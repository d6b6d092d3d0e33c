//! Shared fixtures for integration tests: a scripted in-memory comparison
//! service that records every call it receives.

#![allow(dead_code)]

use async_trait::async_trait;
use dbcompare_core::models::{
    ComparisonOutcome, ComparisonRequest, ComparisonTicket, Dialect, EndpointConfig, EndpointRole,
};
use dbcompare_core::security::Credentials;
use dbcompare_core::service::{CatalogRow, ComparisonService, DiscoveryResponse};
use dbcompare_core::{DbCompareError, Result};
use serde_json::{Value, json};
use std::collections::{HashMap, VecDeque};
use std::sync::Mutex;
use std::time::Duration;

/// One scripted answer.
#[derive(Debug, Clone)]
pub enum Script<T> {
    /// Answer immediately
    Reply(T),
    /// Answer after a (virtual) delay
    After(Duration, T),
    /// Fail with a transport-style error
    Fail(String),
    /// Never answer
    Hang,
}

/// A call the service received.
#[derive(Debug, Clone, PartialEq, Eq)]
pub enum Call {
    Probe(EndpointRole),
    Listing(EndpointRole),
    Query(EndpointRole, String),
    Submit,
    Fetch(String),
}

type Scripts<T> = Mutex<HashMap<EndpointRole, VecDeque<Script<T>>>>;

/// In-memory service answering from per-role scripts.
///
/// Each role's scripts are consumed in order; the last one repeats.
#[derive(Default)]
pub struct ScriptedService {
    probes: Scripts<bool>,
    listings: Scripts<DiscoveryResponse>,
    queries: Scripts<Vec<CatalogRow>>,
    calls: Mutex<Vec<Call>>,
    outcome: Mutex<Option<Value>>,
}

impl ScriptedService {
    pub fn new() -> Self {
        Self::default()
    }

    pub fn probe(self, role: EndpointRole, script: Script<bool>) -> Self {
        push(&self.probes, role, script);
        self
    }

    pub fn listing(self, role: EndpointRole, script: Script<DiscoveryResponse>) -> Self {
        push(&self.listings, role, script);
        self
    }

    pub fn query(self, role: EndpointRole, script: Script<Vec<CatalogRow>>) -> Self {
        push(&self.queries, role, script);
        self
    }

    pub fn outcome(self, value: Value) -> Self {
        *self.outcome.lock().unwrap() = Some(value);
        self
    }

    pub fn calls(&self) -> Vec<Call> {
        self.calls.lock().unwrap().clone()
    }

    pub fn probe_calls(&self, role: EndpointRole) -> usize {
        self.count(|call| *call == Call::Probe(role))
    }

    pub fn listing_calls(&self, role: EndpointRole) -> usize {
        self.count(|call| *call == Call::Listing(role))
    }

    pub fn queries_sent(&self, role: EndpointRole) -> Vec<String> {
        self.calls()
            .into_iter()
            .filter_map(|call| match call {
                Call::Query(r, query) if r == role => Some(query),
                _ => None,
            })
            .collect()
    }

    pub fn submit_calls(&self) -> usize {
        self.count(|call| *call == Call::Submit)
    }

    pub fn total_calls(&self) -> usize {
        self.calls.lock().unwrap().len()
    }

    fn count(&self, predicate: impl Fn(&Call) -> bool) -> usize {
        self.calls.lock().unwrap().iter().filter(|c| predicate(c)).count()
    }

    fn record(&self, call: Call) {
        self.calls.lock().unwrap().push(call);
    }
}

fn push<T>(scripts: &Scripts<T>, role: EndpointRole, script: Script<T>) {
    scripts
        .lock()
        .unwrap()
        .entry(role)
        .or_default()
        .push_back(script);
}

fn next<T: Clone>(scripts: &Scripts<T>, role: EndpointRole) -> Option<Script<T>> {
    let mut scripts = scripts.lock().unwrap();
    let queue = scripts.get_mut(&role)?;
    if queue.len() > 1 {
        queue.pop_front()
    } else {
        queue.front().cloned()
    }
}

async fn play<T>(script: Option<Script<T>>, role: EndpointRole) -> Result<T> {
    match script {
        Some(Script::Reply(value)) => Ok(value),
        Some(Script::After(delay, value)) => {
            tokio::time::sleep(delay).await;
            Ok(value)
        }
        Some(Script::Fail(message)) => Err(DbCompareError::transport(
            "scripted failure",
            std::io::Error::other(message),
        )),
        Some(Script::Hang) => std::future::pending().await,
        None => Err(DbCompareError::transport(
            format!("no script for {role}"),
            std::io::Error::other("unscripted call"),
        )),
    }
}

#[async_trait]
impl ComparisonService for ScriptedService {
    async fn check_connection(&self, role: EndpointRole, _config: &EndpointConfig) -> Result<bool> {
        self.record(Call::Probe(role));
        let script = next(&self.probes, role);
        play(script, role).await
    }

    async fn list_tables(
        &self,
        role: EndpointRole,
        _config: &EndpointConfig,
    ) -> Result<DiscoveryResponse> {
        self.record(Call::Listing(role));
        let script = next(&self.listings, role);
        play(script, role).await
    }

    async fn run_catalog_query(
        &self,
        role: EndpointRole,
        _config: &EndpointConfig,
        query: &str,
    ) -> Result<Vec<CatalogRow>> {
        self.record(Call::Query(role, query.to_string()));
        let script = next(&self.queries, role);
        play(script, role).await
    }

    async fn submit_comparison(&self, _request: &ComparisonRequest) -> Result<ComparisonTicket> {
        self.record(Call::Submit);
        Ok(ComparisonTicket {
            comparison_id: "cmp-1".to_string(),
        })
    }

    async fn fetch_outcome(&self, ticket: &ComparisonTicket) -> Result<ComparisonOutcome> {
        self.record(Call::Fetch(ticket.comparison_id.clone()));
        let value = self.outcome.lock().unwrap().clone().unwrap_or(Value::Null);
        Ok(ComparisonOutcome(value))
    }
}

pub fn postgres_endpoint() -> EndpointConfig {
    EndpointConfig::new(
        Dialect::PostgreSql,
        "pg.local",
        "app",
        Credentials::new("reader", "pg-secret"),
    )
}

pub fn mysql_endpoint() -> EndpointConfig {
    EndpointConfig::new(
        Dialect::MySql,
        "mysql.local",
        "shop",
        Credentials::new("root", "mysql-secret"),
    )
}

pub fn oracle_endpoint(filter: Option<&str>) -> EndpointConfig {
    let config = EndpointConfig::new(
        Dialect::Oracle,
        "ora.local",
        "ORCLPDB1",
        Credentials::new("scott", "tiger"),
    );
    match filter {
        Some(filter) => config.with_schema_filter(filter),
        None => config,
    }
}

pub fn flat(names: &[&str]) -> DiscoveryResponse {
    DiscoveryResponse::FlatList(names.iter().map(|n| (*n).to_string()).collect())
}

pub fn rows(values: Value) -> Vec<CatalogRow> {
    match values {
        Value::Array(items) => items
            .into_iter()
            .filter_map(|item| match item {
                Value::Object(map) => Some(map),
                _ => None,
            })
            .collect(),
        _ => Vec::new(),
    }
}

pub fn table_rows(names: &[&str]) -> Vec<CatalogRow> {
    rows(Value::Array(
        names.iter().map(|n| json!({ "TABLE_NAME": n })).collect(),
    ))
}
──────────
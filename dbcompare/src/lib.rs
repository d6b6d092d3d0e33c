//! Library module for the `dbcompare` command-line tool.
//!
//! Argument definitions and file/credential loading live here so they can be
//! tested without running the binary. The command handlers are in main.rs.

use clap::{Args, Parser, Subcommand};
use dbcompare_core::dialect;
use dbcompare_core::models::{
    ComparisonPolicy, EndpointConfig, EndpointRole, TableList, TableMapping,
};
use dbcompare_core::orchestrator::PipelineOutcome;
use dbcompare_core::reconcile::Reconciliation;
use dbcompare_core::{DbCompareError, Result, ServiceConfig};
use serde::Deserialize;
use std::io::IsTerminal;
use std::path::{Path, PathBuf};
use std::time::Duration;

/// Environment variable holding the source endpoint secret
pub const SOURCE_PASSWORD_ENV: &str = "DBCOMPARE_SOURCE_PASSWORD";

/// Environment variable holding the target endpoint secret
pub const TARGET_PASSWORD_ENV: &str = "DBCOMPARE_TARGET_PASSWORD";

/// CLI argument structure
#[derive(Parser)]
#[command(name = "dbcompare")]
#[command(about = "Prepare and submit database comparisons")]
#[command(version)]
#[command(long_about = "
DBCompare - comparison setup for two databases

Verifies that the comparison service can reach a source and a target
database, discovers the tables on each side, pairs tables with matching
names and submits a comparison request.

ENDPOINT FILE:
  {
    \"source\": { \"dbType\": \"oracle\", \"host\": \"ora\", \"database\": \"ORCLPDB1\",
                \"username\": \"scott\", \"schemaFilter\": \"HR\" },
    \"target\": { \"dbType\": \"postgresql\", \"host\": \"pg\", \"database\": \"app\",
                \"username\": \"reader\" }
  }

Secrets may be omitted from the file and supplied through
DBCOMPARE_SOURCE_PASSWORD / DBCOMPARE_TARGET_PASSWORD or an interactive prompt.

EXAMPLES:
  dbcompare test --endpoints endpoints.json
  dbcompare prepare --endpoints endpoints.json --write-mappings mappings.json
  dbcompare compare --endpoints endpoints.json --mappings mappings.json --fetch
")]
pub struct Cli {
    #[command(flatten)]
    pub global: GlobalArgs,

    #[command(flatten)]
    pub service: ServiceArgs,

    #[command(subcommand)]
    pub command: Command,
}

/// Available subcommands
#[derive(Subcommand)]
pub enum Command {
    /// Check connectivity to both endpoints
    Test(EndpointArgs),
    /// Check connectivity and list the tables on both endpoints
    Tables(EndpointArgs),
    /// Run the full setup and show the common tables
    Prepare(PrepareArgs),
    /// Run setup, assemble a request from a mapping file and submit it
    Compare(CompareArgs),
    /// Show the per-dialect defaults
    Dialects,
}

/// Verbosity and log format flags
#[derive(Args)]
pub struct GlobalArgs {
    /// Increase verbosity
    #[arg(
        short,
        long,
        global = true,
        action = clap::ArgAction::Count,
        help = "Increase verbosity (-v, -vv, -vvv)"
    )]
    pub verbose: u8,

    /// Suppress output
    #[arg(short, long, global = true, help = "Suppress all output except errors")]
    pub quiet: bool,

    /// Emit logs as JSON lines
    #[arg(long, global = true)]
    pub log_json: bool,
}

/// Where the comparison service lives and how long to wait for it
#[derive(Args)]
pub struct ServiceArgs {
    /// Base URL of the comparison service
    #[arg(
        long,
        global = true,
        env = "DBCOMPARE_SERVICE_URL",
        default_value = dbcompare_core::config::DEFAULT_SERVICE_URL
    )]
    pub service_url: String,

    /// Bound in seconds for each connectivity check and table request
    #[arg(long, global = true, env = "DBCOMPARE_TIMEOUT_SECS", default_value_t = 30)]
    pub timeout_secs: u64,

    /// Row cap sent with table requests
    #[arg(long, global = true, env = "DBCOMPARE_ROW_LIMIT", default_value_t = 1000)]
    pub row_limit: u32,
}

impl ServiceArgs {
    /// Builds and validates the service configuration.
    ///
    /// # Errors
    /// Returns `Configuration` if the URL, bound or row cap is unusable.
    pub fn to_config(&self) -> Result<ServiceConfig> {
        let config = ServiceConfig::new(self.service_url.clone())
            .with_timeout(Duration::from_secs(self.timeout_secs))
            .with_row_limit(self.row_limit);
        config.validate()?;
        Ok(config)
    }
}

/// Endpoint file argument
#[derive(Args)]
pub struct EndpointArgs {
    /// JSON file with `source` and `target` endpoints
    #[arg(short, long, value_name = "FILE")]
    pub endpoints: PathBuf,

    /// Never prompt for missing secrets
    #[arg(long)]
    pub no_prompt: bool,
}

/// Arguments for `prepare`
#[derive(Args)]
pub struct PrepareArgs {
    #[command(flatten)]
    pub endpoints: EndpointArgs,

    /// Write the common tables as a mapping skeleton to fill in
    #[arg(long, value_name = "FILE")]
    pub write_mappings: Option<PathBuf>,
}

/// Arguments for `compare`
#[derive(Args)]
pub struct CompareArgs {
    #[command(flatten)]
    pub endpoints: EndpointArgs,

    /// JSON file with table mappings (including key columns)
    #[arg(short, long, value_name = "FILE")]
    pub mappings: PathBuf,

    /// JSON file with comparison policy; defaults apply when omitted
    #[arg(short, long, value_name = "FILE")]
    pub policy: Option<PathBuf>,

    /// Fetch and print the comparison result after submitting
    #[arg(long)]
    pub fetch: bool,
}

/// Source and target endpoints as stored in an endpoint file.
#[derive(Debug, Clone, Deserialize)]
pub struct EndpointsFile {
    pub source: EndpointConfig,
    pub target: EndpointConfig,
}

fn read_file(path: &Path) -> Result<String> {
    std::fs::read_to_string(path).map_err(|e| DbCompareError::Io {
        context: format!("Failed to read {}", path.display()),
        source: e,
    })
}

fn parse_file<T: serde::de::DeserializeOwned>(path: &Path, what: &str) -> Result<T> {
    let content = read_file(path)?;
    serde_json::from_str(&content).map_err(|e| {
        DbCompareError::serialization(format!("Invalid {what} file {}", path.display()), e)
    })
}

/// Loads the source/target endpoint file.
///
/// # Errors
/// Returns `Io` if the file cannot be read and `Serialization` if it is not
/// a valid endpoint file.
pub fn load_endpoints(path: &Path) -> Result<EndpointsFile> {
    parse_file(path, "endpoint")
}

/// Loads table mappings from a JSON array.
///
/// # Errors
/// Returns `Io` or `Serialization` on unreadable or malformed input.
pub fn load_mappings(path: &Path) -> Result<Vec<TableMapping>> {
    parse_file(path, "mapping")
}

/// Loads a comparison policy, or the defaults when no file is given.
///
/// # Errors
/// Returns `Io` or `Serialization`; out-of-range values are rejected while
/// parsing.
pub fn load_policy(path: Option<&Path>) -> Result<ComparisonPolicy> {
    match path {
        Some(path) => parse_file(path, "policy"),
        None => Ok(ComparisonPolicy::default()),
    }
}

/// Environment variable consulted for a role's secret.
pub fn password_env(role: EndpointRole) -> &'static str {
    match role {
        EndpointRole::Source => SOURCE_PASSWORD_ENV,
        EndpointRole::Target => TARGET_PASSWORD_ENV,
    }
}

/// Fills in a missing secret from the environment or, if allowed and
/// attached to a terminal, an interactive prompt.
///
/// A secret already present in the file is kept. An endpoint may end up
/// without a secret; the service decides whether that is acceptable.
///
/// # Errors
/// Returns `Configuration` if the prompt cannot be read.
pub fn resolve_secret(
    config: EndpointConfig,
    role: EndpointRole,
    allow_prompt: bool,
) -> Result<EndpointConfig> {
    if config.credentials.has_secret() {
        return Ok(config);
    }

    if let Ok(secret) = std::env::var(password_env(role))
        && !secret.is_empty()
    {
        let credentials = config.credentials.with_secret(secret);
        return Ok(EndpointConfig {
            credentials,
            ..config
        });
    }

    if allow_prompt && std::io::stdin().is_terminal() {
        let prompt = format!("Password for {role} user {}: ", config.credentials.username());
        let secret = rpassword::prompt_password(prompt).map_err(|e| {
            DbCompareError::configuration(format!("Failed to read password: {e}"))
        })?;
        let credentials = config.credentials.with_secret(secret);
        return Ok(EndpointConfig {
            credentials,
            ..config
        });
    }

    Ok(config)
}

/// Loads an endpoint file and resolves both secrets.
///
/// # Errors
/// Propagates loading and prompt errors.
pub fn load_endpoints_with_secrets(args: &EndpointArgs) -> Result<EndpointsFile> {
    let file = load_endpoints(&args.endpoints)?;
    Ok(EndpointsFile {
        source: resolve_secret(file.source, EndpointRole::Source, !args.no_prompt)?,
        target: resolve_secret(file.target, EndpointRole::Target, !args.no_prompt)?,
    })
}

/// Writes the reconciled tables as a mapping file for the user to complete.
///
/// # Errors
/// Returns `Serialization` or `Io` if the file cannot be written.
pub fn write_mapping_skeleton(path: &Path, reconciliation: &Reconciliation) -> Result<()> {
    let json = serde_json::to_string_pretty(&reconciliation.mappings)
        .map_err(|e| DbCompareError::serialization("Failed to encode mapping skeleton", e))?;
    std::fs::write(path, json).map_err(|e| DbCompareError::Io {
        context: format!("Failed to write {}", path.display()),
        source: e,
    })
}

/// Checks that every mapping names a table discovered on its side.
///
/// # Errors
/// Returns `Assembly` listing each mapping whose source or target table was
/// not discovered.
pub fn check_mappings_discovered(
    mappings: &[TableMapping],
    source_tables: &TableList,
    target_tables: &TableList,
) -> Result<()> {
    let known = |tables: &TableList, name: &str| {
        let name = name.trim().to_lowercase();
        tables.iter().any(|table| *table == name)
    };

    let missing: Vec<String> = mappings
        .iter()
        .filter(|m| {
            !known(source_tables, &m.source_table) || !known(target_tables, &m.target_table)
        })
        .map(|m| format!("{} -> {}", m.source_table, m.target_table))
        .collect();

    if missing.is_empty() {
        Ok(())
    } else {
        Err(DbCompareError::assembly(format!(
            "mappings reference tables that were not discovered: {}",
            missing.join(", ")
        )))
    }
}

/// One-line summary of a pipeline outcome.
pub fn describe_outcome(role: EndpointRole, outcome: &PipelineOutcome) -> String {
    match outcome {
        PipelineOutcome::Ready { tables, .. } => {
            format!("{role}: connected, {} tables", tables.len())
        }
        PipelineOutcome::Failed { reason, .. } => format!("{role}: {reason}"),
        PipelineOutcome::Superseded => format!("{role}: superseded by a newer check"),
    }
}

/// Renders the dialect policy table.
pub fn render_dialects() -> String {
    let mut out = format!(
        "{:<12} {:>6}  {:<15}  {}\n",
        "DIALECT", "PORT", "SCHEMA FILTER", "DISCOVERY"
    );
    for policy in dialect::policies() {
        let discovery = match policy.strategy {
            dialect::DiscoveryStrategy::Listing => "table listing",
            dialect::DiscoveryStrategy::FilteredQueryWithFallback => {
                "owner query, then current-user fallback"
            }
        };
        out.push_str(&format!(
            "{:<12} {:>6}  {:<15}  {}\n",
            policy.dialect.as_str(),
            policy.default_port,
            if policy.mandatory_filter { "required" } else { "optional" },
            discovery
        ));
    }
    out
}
──────────
__WORK INSTRUCTIONS__
The answer must consist of every line above that holds the string "Parser", copied exactly.

__COMPLETED TASK__
use clap::{Args, Parser, Subcommand};
#[derive(Parser)]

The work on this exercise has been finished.